■ **WHAT IS NEEDED**
Output a verbatim copy of the data, cut off after the line that contains "#[derive(Debug, Clone, Copy, PartialEq, Eq, Hash)]".

++++ RECORDS FOR THIS EXERCISE ++++

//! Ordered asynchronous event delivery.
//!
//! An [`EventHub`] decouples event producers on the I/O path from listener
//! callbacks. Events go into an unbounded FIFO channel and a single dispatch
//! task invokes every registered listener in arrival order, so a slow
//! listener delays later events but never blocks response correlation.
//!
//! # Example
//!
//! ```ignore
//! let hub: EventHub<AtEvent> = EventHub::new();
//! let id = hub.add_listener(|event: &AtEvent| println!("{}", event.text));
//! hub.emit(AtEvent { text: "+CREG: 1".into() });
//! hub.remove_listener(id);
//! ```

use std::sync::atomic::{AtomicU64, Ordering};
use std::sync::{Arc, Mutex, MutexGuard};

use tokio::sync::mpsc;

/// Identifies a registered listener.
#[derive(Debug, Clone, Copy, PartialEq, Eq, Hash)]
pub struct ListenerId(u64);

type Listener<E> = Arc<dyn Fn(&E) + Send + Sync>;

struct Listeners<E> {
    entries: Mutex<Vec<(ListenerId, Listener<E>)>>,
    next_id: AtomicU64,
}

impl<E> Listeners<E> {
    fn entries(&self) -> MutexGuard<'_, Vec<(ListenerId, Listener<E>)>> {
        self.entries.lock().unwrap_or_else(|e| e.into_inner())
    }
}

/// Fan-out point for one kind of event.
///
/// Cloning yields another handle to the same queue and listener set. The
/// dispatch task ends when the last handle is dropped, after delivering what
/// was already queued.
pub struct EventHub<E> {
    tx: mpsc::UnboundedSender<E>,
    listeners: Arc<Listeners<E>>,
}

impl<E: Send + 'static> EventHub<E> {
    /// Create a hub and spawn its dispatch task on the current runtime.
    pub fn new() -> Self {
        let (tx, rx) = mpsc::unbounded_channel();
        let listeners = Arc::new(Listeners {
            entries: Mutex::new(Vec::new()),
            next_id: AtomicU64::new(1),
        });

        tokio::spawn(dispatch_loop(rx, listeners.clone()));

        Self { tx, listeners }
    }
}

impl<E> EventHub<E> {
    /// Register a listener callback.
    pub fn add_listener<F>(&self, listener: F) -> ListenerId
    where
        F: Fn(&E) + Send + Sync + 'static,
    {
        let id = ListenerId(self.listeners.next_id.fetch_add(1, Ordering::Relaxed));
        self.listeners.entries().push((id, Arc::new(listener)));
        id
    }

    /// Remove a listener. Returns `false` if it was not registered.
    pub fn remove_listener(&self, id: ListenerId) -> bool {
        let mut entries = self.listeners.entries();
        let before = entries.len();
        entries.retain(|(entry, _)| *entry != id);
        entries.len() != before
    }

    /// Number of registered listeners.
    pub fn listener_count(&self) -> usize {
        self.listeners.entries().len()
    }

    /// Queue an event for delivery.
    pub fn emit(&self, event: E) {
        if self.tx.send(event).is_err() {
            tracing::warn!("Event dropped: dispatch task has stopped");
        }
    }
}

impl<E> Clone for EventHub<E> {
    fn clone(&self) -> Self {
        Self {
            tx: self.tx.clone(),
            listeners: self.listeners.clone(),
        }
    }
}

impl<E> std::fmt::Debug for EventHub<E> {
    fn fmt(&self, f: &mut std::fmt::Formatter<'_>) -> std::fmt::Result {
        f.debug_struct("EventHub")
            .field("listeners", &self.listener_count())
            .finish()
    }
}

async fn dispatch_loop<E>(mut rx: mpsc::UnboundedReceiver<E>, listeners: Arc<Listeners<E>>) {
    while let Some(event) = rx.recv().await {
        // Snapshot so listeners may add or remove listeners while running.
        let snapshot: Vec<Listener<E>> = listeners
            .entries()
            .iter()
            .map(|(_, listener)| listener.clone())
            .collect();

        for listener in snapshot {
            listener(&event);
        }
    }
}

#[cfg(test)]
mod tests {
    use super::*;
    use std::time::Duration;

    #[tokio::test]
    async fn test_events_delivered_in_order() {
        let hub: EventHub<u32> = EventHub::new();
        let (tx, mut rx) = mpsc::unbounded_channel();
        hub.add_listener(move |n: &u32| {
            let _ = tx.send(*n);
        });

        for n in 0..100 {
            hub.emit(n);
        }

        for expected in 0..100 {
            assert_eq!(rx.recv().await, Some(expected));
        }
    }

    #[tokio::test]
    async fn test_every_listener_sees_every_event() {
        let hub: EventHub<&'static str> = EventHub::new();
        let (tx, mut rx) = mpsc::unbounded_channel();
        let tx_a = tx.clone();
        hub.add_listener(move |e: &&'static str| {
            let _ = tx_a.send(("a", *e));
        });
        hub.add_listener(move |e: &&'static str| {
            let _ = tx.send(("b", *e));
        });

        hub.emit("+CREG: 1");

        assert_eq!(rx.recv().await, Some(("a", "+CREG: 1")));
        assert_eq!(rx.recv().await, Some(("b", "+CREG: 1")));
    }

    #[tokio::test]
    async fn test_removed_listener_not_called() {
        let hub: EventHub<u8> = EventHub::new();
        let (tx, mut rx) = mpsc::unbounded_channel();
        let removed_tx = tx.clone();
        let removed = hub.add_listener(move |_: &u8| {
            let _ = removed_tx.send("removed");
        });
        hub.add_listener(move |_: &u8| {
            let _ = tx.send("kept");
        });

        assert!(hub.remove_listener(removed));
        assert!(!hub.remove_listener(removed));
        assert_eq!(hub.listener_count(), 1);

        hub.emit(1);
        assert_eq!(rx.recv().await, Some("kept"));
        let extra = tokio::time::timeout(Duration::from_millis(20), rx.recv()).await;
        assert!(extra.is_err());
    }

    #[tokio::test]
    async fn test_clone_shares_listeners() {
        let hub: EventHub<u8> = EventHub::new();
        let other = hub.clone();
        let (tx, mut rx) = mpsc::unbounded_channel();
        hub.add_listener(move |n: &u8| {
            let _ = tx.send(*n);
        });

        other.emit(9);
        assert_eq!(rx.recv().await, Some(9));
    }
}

++++

■ **ANSWER TO THE PROBLEM**
//! Ordered asynchronous event delivery.
//!
//! An [`EventHub`] decouples event producers on the I/O path from listener
//! callbacks. Events go into an unbounded FIFO channel and a single dispatch
//! task invokes every registered listener in arrival order, so a slow
//! listener delays later events but never blocks response correlation.
//!
//! # Example
//!
//! ```ignore
//! let hub: EventHub<AtEvent> = EventHub::new();
//! let id = hub.add_listener(|event: &AtEvent| println!("{}", event.text));
//! hub.emit(AtEvent { text: "+CREG: 1".into() });
//! hub.remove_listener(id);
//! ```

use std::sync::atomic::{AtomicU64, Ordering};
use std::sync::{Arc, Mutex, MutexGuard};

use tokio::sync::mpsc;

/// Identifies a registered listener.
#[derive(Debug, Clone, Copy, PartialEq, Eq, Hash)]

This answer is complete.